- INPUT MATERIAL:
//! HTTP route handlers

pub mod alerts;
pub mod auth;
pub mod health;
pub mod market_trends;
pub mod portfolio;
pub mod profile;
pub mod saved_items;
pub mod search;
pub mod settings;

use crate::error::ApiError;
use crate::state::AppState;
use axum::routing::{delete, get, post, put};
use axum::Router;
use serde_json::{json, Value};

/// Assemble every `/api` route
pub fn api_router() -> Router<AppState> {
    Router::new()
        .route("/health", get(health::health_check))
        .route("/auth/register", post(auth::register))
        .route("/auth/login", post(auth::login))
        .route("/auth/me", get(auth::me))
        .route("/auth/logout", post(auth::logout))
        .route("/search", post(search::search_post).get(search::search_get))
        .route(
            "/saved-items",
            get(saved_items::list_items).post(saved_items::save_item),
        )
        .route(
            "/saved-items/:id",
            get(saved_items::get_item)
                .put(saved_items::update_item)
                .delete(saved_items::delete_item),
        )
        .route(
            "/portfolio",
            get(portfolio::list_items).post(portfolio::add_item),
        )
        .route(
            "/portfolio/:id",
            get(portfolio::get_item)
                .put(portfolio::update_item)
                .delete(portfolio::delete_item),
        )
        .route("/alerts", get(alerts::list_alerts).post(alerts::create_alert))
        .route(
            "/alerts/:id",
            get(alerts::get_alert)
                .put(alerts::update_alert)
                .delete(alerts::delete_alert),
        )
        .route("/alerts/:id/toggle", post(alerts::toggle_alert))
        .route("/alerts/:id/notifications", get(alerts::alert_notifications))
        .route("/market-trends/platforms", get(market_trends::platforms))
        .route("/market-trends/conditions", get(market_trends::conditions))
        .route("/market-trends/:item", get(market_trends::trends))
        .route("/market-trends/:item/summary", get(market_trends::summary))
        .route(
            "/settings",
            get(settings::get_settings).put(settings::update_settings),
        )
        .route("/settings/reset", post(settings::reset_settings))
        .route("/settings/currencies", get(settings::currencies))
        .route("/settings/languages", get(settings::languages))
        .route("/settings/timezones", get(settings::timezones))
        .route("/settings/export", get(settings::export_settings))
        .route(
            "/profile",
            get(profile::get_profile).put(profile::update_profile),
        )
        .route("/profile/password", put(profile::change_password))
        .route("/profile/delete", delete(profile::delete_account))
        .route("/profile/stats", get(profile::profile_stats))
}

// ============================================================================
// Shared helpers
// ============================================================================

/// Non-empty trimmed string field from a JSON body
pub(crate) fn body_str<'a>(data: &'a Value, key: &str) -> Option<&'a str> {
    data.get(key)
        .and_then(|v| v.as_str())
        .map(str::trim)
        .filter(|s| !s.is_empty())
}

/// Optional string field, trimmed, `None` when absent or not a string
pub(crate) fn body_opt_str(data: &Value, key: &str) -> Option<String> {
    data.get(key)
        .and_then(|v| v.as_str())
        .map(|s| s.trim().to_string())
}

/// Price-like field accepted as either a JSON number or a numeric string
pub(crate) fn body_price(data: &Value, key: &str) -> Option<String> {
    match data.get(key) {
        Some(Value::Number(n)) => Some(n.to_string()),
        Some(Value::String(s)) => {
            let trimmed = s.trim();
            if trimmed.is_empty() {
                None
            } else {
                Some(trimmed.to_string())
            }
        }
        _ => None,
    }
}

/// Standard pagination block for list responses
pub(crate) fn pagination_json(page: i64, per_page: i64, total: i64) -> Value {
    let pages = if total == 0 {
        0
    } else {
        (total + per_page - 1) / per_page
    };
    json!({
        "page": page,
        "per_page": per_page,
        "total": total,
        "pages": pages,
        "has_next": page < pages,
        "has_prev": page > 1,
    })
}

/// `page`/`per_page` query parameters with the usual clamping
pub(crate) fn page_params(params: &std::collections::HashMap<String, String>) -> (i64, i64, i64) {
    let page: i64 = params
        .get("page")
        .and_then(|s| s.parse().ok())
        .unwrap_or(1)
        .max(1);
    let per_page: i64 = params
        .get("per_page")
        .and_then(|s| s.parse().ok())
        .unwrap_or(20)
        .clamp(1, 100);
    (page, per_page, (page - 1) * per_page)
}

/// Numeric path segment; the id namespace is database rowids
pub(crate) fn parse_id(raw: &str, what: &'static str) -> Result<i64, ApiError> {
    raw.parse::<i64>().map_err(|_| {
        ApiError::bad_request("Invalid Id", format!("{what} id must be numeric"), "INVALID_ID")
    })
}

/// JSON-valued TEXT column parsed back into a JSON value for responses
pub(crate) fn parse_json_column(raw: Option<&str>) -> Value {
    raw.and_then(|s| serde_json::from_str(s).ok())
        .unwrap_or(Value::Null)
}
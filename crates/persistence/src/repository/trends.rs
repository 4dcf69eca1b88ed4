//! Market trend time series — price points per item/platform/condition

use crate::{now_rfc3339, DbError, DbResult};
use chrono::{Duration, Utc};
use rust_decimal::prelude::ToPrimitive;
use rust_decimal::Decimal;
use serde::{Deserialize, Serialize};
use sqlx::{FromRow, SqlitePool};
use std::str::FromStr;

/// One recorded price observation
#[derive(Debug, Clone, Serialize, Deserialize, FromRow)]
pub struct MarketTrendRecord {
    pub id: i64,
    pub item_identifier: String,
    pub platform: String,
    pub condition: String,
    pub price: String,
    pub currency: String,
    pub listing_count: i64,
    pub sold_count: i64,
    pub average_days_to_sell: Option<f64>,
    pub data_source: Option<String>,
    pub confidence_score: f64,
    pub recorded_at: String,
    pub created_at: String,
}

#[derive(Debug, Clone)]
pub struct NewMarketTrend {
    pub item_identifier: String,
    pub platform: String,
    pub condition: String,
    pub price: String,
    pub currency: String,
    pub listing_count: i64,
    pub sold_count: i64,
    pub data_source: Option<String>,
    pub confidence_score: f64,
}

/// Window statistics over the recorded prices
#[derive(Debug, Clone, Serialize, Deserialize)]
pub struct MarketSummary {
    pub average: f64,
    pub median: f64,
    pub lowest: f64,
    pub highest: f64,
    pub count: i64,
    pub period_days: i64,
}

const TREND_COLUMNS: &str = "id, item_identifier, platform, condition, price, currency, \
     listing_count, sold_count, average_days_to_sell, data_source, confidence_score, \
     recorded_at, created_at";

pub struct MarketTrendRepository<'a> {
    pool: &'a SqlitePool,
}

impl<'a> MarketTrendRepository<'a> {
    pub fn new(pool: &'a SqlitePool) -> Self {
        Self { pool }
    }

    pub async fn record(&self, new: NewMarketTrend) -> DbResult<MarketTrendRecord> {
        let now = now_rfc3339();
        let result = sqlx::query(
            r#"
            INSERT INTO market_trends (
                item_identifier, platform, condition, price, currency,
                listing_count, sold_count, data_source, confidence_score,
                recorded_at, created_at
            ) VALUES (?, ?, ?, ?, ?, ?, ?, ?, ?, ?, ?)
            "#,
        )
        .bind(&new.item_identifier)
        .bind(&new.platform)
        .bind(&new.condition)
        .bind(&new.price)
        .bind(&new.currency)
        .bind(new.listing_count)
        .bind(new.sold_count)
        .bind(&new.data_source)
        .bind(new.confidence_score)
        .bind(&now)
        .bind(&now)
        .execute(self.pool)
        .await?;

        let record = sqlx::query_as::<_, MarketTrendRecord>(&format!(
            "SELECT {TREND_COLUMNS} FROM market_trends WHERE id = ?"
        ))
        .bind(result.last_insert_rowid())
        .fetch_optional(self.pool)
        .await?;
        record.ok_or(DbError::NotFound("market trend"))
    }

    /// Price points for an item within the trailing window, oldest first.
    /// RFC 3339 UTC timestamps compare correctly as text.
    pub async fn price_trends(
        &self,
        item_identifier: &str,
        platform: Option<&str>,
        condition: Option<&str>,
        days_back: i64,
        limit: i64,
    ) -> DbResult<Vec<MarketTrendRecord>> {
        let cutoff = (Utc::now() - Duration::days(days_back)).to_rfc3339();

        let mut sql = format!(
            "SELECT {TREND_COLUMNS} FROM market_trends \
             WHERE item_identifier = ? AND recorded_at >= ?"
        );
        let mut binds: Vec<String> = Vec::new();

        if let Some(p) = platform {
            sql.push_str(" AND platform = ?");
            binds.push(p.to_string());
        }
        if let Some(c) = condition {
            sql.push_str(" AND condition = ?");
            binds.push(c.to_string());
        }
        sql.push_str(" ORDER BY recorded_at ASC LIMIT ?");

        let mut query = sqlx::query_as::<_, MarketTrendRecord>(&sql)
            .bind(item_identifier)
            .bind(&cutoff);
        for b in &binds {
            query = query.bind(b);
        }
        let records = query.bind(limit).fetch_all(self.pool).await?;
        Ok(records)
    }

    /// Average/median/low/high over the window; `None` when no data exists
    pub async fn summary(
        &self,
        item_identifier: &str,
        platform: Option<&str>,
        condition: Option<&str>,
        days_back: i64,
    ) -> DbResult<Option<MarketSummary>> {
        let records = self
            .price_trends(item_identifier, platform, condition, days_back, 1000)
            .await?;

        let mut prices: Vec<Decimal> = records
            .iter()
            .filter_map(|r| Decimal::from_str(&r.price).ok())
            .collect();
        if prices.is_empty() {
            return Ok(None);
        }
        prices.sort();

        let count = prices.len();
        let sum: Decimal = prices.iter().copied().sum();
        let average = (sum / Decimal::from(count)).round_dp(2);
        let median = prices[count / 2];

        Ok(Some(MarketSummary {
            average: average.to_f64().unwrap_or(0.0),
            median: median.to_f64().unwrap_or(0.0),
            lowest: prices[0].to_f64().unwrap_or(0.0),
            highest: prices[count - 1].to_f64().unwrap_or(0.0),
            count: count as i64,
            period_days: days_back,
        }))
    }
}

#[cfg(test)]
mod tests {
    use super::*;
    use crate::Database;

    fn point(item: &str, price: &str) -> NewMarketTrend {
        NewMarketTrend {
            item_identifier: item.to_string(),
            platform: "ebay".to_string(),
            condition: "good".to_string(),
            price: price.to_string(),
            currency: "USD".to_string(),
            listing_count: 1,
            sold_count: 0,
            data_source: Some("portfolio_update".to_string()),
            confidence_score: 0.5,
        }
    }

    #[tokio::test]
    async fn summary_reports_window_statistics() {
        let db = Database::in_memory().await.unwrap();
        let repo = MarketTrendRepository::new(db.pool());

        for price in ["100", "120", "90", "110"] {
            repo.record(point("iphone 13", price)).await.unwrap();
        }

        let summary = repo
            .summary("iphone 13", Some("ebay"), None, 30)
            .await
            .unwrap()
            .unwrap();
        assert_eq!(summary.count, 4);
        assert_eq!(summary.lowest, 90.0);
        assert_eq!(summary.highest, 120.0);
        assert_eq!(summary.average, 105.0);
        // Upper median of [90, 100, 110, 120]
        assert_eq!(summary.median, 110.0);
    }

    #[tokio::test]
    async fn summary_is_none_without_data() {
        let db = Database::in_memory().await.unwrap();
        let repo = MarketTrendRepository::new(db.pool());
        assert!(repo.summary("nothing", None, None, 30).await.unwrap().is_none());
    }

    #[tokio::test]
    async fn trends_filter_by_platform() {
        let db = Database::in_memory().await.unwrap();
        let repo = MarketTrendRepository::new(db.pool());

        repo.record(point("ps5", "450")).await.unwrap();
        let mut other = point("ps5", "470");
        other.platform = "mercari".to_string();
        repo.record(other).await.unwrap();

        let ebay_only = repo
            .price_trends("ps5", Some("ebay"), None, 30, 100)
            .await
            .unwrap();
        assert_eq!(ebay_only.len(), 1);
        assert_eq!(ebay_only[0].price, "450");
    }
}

- PROBLEM STATEMENT: In the entries above, how many lines hold the word "binds"? State the number and nothing else.

- FINAL ANSWER: 4